Mosque in Mosul, Iraq

The Imam al-Baher Mosque (جامع الامام الباهر) is a mosque and former shrine, located in the city of Mosul, in the Nineveh Governorate of Iraq. The mosque was commissioned by the Zangid ruler Badr al-Din Lu'lu' in 1259 CE and believed to be completed in . The building has been restored several times, the most recent reconstruction was in 2022, following its 2014 destruction by ISIL forces.

== History ==
The mosque contained the tomb of Imam al-Baher, a descendant of Imam Husayn, which was situated next to the prayer hall. The door to the shrine was made with blue marbles, and the ledges made of marble had the Throne Verse of the Qur'an inscribed on it. The tomb itself contained a wooden sarcophagus draped in cloth, believed to be the grave of the Sayyid himself.

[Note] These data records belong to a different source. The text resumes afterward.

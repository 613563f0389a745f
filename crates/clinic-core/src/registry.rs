//! Per-doctor patient registry.

use tracing::{debug, info};

use crate::db::{self, Database};
use crate::models::{DeletedPatient, DoctorId, NewPatient, Patient, PatientBalance, PatientUpdate};
use crate::storage::XrayStore;
use crate::validation;
use crate::ClinicError;

fn not_found(local_id: i64) -> ClinicError {
    ClinicError::NotFound(format!("patient {}", local_id))
}

/// Patient operations, always scoped to one doctor.
pub struct Registry<'a> {
    db: &'a Database,
    store: &'a XrayStore,
}

impl<'a> Registry<'a> {
    pub fn new(db: &'a Database, store: &'a XrayStore) -> Self {
        Self { db, store }
    }

    /// Register a patient under the doctor's next local id.
    pub fn create_patient(&self, doctor: DoctorId, input: &NewPatient) -> Result<Patient, ClinicError> {
        let input = NewPatient {
            name: validation::required_max("name", &input.name, validation::MAX_NAME_LEN)?,
            phone: validation::required("phone", &input.phone)?,
            age: input.age,
            diagnosis: validation::optional(input.diagnosis.as_deref()),
            medicines: validation::optional(input.medicines.as_deref()),
            amount_due: validation::non_negative("amount_due", input.amount_due)?,
            amount_paid: validation::non_negative("amount_paid", input.amount_paid)?,
        };

        let tx = self.db.begin()?;
        let local_id = self.db.take_next_patient_local_id(doctor)?;
        let patient = self.db.insert_patient(doctor, local_id, &input, db::now())?;
        tx.commit()?;

        info!(doctor = %doctor, local_id, "Created patient");
        Ok(patient)
    }

    pub fn get_patient(&self, doctor: DoctorId, local_id: i64) -> Result<Patient, ClinicError> {
        debug!(doctor = %doctor, local_id, "Fetching patient");
        self.db
            .get_patient(doctor, local_id)?
            .ok_or_else(|| not_found(local_id))
    }

    pub fn list_patients(&self, doctor: DoctorId) -> Result<Vec<Patient>, ClinicError> {
        Ok(self.db.list_patients(doctor)?)
    }

    /// Search by name, phone or (numeric query) local id. A blank query
    /// lists everything.
    pub fn search_patients(&self, doctor: DoctorId, query: &str) -> Result<Vec<Patient>, ClinicError> {
        if query.trim().is_empty() {
            return self.list_patients(doctor);
        }
        Ok(self.db.search_patients(doctor, query)?)
    }

    pub fn update_patient(
        &self,
        doctor: DoctorId,
        local_id: i64,
        update: &PatientUpdate,
    ) -> Result<Patient, ClinicError> {
        let update = PatientUpdate {
            name: validation::required_max("name", &update.name, validation::MAX_NAME_LEN)?,
            phone: validation::required("phone", &update.phone)?,
            age: update.age,
            diagnosis: validation::optional(update.diagnosis.as_deref()),
            medicines: validation::optional(update.medicines.as_deref()),
            completed: update.completed,
        };

        if !self.db.update_patient(doctor, local_id, &update, db::now())? {
            return Err(not_found(local_id));
        }
        info!(doctor = %doctor, local_id, "Updated patient");
        self.get_patient(doctor, local_id)
    }

    /// Delete a patient with all of its visits, X-rays and appointments.
    ///
    /// Rows go in one transaction; files are removed after commit. Ledger
    /// transactions are kept.
    pub fn delete_patient(&self, doctor: DoctorId, local_id: i64) -> Result<DeletedPatient, ClinicError> {
        let tx = self.db.begin()?;
        if !self.db.patient_exists(doctor, local_id)? {
            return Err(not_found(local_id));
        }

        let files = self.db.list_xrays_for_patient(doctor, local_id)?;
        let xrays_removed = self.db.delete_xrays_for_patient(doctor, local_id)?;
        let visits_removed = self.db.delete_visits_for_patient(doctor, local_id)?;
        let appointments_removed = self.db.delete_appointments_for_patient(doctor, local_id)?;
        self.db.delete_patient_row(doctor, local_id)?;
        tx.commit()?;

        self.store
            .remove_paths(files.iter().map(|f| f.stored_path.as_str()));

        info!(
            doctor = %doctor,
            local_id,
            visits_removed,
            appointments_removed,
            xrays_removed,
            "Deleted patient"
        );
        Ok(DeletedPatient {
            local_id,
            visits_removed,
            appointments_removed,
            xrays_removed,
        })
    }

    /// Opening balance plus every visit.
    pub fn patient_balance(&self, doctor: DoctorId, local_id: i64) -> Result<PatientBalance, ClinicError> {
        let (due, paid) = self.db.patient_totals(doctor, local_id)?;
        Ok(PatientBalance::new(due, paid))
    }
}
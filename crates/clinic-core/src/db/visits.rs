//! Visit and X-ray metadata operations.

use chrono::NaiveDateTime;
use rusqlite::{params, OptionalExtension, Row};

use super::{Database, DbError, DbResult};
use crate::models::{DoctorId, NewVisit, Visit, VisitUpdate, XrayFile};
use crate::storage::StoredFile;

const VISIT_COLUMNS: &str = r#"
    id, doctor_id, patient_local_id, visit_date, diagnosis, medications,
    amount_due, amount_paid, created_at, updated_at
"#;

const XRAY_COLUMNS: &str = r#"
    id, visit_id, doctor_id, original_name, stored_path, content_type,
    size_bytes, sha256, uploaded_at
"#;

fn visit_from_row(row: &Row<'_>) -> rusqlite::Result<Visit> {
    Ok(Visit {
        id: row.get(0)?,
        doctor_id: row.get(1)?,
        patient_local_id: row.get(2)?,
        visit_date: row.get(3)?,
        diagnosis: row.get(4)?,
        medications: row.get(5)?,
        amount_due: row.get(6)?,
        amount_paid: row.get(7)?,
        xrays: Vec::new(),
        created_at: row.get(8)?,
        updated_at: row.get(9)?,
    })
}

fn xray_from_row(row: &Row<'_>) -> rusqlite::Result<XrayFile> {
    Ok(XrayFile {
        id: row.get(0)?,
        visit_id: row.get(1)?,
        doctor_id: row.get(2)?,
        original_name: row.get(3)?,
        stored_path: row.get(4)?,
        content_type: row.get(5)?,
        size_bytes: row.get(6)?,
        sha256: row.get(7)?,
        uploaded_at: row.get(8)?,
    })
}

impl Database {
    /// Insert a visit for a patient and return its id.
    pub fn insert_visit(
        &self,
        doctor_id: DoctorId,
        patient_local_id: i64,
        visit: &NewVisit,
        now: NaiveDateTime,
    ) -> DbResult<i64> {
        self.conn.execute(
            r#"
            INSERT INTO visits (
                doctor_id, patient_local_id, visit_date, diagnosis, medications,
                amount_due, amount_paid, created_at, updated_at
            ) VALUES (?1, ?2, ?3, ?4, ?5, ?6, ?7, ?8, ?8)
            "#,
            params![
                doctor_id,
                patient_local_id,
                visit.visit_date,
                visit.diagnosis,
                visit.medications,
                visit.amount_due,
                visit.amount_paid,
                now,
            ],
        )?;
        Ok(self.conn.last_insert_rowid())
    }

    pub fn update_visit_row(
        &self,
        doctor_id: DoctorId,
        visit_id: i64,
        update: &VisitUpdate,
        now: NaiveDateTime,
    ) -> DbResult<bool> {
        let rows_affected = self.conn.execute(
            r#"
            UPDATE visits SET
                visit_date = ?3,
                diagnosis = ?4,
                medications = ?5,
                amount_due = ?6,
                amount_paid = ?7,
                updated_at = ?8
            WHERE doctor_id = ?1 AND id = ?2
            "#,
            params![
                doctor_id,
                visit_id,
                update.visit_date,
                update.diagnosis,
                update.medications,
                update.amount_due,
                update.amount_paid,
                now,
            ],
        )?;
        Ok(rows_affected > 0)
    }

    /// Get a visit with its X-rays.
    pub fn get_visit(&self, doctor_id: DoctorId, visit_id: i64) -> DbResult<Option<Visit>> {
        let visit = self
            .conn
            .query_row(
                &format!(
                    "SELECT {} FROM visits WHERE doctor_id = ?1 AND id = ?2",
                    VISIT_COLUMNS
                ),
                params![doctor_id, visit_id],
                visit_from_row,
            )
            .optional()?;

        match visit {
            Some(mut visit) => {
                visit.xrays = self.list_xrays(doctor_id, visit.id)?;
                Ok(Some(visit))
            }
            None => Ok(None),
        }
    }

    /// A patient's visits, newest first, with X-rays.
    pub fn list_visits(&self, doctor_id: DoctorId, patient_local_id: i64) -> DbResult<Vec<Visit>> {
        let mut stmt = self.conn.prepare(&format!(
            r#"
            SELECT {} FROM visits
            WHERE doctor_id = ?1 AND patient_local_id = ?2
            ORDER BY visit_date DESC, id DESC
            "#,
            VISIT_COLUMNS
        ))?;
        let visits = stmt
            .query_map(params![doctor_id, patient_local_id], visit_from_row)?
            .collect::<Result<Vec<_>, _>>()?;
        self.attach_xrays(doctor_id, visits)
    }

    /// All visits in `[from, to)`, oldest first, with X-rays.
    pub fn list_visits_between(
        &self,
        doctor_id: DoctorId,
        from: NaiveDateTime,
        to: NaiveDateTime,
    ) -> DbResult<Vec<Visit>> {
        let mut stmt = self.conn.prepare(&format!(
            r#"
            SELECT {} FROM visits
            WHERE doctor_id = ?1 AND visit_date >= ?2 AND visit_date < ?3
            ORDER BY visit_date, id
            "#,
            VISIT_COLUMNS
        ))?;
        let visits = stmt
            .query_map(params![doctor_id, from, to], visit_from_row)?
            .collect::<Result<Vec<_>, _>>()?;
        self.attach_xrays(doctor_id, visits)
    }

    pub fn count_visits_between(
        &self,
        doctor_id: DoctorId,
        from: NaiveDateTime,
        to: NaiveDateTime,
    ) -> DbResult<usize> {
        let count: i64 = self.conn.query_row(
            r#"
            SELECT COUNT(*) FROM visits
            WHERE doctor_id = ?1 AND visit_date >= ?2 AND visit_date < ?3
            "#,
            params![doctor_id, from, to],
            |row| row.get(0),
        )?;
        Ok(count as usize)
    }

    fn attach_xrays(&self, doctor_id: DoctorId, mut visits: Vec<Visit>) -> DbResult<Vec<Visit>> {
        for visit in &mut visits {
            visit.xrays = self.list_xrays(doctor_id, visit.id)?;
        }
        Ok(visits)
    }

    pub fn delete_visit_row(&self, doctor_id: DoctorId, visit_id: i64) -> DbResult<bool> {
        let rows_affected = self.conn.execute(
            "DELETE FROM visits WHERE doctor_id = ?1 AND id = ?2",
            params![doctor_id, visit_id],
        )?;
        Ok(rows_affected > 0)
    }

    pub fn delete_visits_for_patient(
        &self,
        doctor_id: DoctorId,
        patient_local_id: i64,
    ) -> DbResult<usize> {
        let rows_affected = self.conn.execute(
            "DELETE FROM visits WHERE doctor_id = ?1 AND patient_local_id = ?2",
            params![doctor_id, patient_local_id],
        )?;
        Ok(rows_affected)
    }

    // =========================================================================
    // X-ray metadata
    // =========================================================================

    pub fn insert_xray(
        &self,
        doctor_id: DoctorId,
        visit_id: i64,
        file: &StoredFile,
        now: NaiveDateTime,
    ) -> DbResult<XrayFile> {
        self.conn.execute(
            r#"
            INSERT INTO xray_files (
                visit_id, doctor_id, original_name, stored_path, content_type,
                size_bytes, sha256, uploaded_at
            ) VALUES (?1, ?2, ?3, ?4, ?5, ?6, ?7, ?8)
            "#,
            params![
                visit_id,
                doctor_id,
                file.original_name,
                file.stored_path,
                file.content_type,
                file.size_bytes,
                file.sha256,
                now,
            ],
        )?;
        let id = self.conn.last_insert_rowid();
        self.get_xray(doctor_id, id)?
            .ok_or_else(|| DbError::NotFound(format!("x-ray {}", id)))
    }

    pub fn get_xray(&self, doctor_id: DoctorId, xray_id: i64) -> DbResult<Option<XrayFile>> {
        self.conn
            .query_row(
                &format!(
                    "SELECT {} FROM xray_files WHERE doctor_id = ?1 AND id = ?2",
                    XRAY_COLUMNS
                ),
                params![doctor_id, xray_id],
                xray_from_row,
            )
            .optional()
            .map_err(Into::into)
    }

    pub fn list_xrays(&self, doctor_id: DoctorId, visit_id: i64) -> DbResult<Vec<XrayFile>> {
        let mut stmt = self.conn.prepare(&format!(
            "SELECT {} FROM xray_files WHERE doctor_id = ?1 AND visit_id = ?2 ORDER BY id",
            XRAY_COLUMNS
        ))?;
        let rows = stmt.query_map(params![doctor_id, visit_id], xray_from_row)?;
        rows.collect::<Result<Vec<_>, _>>().map_err(Into::into)
    }

    /// X-rays attached to any of a patient's visits.
    pub fn list_xrays_for_patient(
        &self,
        doctor_id: DoctorId,
        patient_local_id: i64,
    ) -> DbResult<Vec<XrayFile>> {
        let mut stmt = self.conn.prepare(
            r#"
            SELECT x.id, x.visit_id, x.doctor_id, x.original_name, x.stored_path,
                   x.content_type, x.size_bytes, x.sha256, x.uploaded_at
            FROM xray_files x
            JOIN visits v ON v.id = x.visit_id
            WHERE x.doctor_id = ?1 AND v.doctor_id = ?1 AND v.patient_local_id = ?2
            ORDER BY x.id
            "#,
        )?;
        let rows = stmt.query_map(params![doctor_id, patient_local_id], xray_from_row)?;
        rows.collect::<Result<Vec<_>, _>>().map_err(Into::into)
    }

    pub fn delete_xray_row(&self, doctor_id: DoctorId, xray_id: i64) -> DbResult<bool> {
        let rows_affected = self.conn.execute(
            "DELETE FROM xray_files WHERE doctor_id = ?1 AND id = ?2",
            params![doctor_id, xray_id],
        )?;
        Ok(rows_affected > 0)
    }

    pub fn delete_xrays_for_visit(&self, doctor_id: DoctorId, visit_id: i64) -> DbResult<usize> {
        let rows_affected = self.conn.execute(
            "DELETE FROM xray_files WHERE doctor_id = ?1 AND visit_id = ?2",
            params![doctor_id, visit_id],
        )?;
        Ok(rows_affected)
    }

    pub fn delete_xrays_for_patient(
        &self,
        doctor_id: DoctorId,
        patient_local_id: i64,
    ) -> DbResult<usize> {
        let rows_affected = self.conn.execute(
            r#"
            DELETE FROM xray_files
            WHERE doctor_id = ?1 AND visit_id IN (
                SELECT id FROM visits WHERE doctor_id = ?1 AND patient_local_id = ?2
            )
            "#,
            params![doctor_id, patient_local_id],
        )?;
        Ok(rows_affected)
    }
}
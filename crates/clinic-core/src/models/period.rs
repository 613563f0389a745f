//! Date ranges used by reports, summaries and the calendar.

use chrono::{Datelike, Days, NaiveDate, NaiveDateTime, NaiveTime};
use serde::{Deserialize, Deserializer, Serialize};

use crate::ClinicError;

/// An inclusive range of calendar days.
#[derive(Debug, Clone, Copy, PartialEq, Eq, Serialize, Deserialize)]
pub struct Period {
    pub start: NaiveDate,
    pub end: NaiveDate,
}

impl Period {
    pub fn new(start: NaiveDate, end: NaiveDate) -> Result<Self, ClinicError> {
        if end < start {
            return Err(ClinicError::validation(
                "end",
                "end date must not be before start date",
            ));
        }
        Ok(Self { start, end })
    }

    /// A single day.
    pub fn day(date: NaiveDate) -> Self {
        Self {
            start: date,
            end: date,
        }
    }

    /// The whole calendar month.
    pub fn month(month: YearMonth) -> Self {
        Self {
            start: month.first_day(),
            end: month.last_day(),
        }
    }

    /// First of the month through `today`; the default report window.
    pub fn month_to_date(today: NaiveDate) -> Self {
        Self {
            start: YearMonth::of(today).first_day(),
            end: today,
        }
    }

    /// First instant of the period.
    pub fn start_datetime(&self) -> NaiveDateTime {
        self.start.and_time(NaiveTime::MIN)
    }

    /// First instant after the period (exclusive upper bound).
    pub fn end_datetime_exclusive(&self) -> NaiveDateTime {
        self.end
            .checked_add_days(Days::new(1))
            .unwrap_or(NaiveDate::MAX)
            .and_time(NaiveTime::MIN)
    }

    pub fn contains(&self, at: NaiveDateTime) -> bool {
        at >= self.start_datetime() && at < self.end_datetime_exclusive()
    }

    /// `YYYYMMDD_YYYYMMDD`, used in export file names.
    pub fn file_stamp(&self) -> String {
        format!("{}_{}", self.start.format("%Y%m%d"), self.end.format("%Y%m%d"))
    }
}

/// A calendar month; budgets are tracked per month.
#[derive(Debug, Clone, Copy, PartialEq, Eq, Hash, PartialOrd, Ord, Serialize, Deserialize)]
pub struct YearMonth {
    pub year: i32,
    pub month: u32,
}

impl YearMonth {
    pub fn new(year: i32, month: u32) -> Result<Self, ClinicError> {
        if !(1..=12).contains(&month) {
            return Err(ClinicError::validation("month", "month must be between 1 and 12"));
        }
        if NaiveDate::from_ymd_opt(year, month, 1).is_none() {
            return Err(ClinicError::validation("year", "year is out of range"));
        }
        Ok(Self { year, month })
    }

    pub fn of(date: NaiveDate) -> Self {
        Self {
            year: date.year(),
            month: date.month(),
        }
    }

    pub fn first_day(&self) -> NaiveDate {
        NaiveDate::from_ymd_opt(self.year, self.month, 1).unwrap_or(NaiveDate::MIN)
    }

    pub fn last_day(&self) -> NaiveDate {
        let first = self.first_day();
        first
            .checked_add_months(chrono::Months::new(1))
            .and_then(|next| next.pred_opt())
            .unwrap_or(first)
    }
}

const DATETIME_FORMATS: &[&str] = &[
    "%Y-%m-%dT%H:%M:%S%.f",
    "%Y-%m-%dT%H:%M",
    "%Y-%m-%d %H:%M:%S%.f",
    "%Y-%m-%d %H:%M",
];

/// Parse a form date-time; seconds are optional and `T` or a space may
/// separate date and time. A bare date means midnight.
pub fn parse_datetime(input: &str) -> Option<NaiveDateTime> {
    let input = input.trim();
    DATETIME_FORMATS
        .iter()
        .find_map(|fmt| NaiveDateTime::parse_from_str(input, fmt).ok())
        .or_else(|| {
            NaiveDate::parse_from_str(input, "%Y-%m-%d")
                .ok()
                .map(|d| d.and_time(NaiveTime::MIN))
        })
}

/// Serde adapter for [`parse_datetime`].
pub fn de_datetime<'de, D: Deserializer<'de>>(deserializer: D) -> Result<NaiveDateTime, D::Error> {
    let raw = String::deserialize(deserializer)?;
    parse_datetime(&raw)
        .ok_or_else(|| serde::de::Error::custom(format!("invalid date-time: {}", raw)))
}

/// Serde adapter for optional date-times; `null` and `""` mean absent.
pub fn de_opt_datetime<'de, D: Deserializer<'de>>(
    deserializer: D,
) -> Result<Option<NaiveDateTime>, D::Error> {
    match Option::<String>::deserialize(deserializer)? {
        None => Ok(None),
        Some(raw) if raw.trim().is_empty() => Ok(None),
        Some(raw) => parse_datetime(&raw)
            .map(Some)
            .ok_or_else(|| serde::de::Error::custom(format!("invalid date-time: {}", raw))),
    }
}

The structure was rebuilt in 1940. The mihrab of the original building was removed to the National Museum of Iraq during the 1940s reconstruction. The mihrab takes the form of a pointed niche which the semidome is articulated with muqarnas. Framing the niche is an Arabic inscription band containing Qur'anic verses. The prayer hall was topped by a 17 m dome and had a steel minaret.

In 2014, the mosque was destroyed by the Islamic State of Iraq and Levant by explosives.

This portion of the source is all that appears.